(Data items)

····················

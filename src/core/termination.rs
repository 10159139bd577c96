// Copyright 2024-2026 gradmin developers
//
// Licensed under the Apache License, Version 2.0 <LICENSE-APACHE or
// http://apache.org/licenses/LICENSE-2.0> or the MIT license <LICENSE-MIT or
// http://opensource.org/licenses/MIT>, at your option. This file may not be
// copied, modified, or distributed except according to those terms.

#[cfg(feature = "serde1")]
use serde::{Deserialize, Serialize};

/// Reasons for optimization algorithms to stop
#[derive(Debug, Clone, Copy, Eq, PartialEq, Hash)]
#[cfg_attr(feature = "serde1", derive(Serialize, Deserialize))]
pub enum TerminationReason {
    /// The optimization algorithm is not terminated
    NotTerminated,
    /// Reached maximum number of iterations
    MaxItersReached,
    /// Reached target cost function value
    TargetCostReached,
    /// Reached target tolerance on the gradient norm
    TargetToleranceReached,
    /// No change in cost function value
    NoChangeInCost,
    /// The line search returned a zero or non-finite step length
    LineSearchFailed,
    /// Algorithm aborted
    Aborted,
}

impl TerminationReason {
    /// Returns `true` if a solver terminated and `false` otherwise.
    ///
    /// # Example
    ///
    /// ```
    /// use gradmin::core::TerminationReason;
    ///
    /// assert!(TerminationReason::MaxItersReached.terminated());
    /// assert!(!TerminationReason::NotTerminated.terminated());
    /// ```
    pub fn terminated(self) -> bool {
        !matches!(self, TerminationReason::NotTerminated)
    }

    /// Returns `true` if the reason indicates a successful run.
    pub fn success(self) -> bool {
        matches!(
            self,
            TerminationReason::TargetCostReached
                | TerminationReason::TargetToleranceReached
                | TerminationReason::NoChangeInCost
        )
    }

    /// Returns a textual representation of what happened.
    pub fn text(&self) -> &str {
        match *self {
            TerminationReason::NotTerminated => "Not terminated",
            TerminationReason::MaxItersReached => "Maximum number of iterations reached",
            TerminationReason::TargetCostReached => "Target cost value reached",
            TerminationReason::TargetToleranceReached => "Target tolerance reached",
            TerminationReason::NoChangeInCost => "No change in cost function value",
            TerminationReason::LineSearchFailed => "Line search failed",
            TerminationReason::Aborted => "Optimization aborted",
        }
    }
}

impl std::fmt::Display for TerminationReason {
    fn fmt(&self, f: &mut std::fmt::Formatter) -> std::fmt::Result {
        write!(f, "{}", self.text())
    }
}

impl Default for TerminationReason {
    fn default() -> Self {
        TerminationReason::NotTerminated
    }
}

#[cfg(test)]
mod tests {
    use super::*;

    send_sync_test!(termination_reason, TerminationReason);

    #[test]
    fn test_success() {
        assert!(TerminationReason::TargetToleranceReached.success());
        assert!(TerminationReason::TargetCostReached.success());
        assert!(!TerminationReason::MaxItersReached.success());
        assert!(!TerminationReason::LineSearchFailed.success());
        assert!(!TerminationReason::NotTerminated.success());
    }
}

····················

WORK REQUEST
Retype, exactly as written, each line from the one that has "assert!(!TerminationReason::NotTerminated.success());" to the bottom of the entries above, and include both of those lines.

COMPLETED EXERCISE
        assert!(!TerminationReason::NotTerminated.success());
    }
}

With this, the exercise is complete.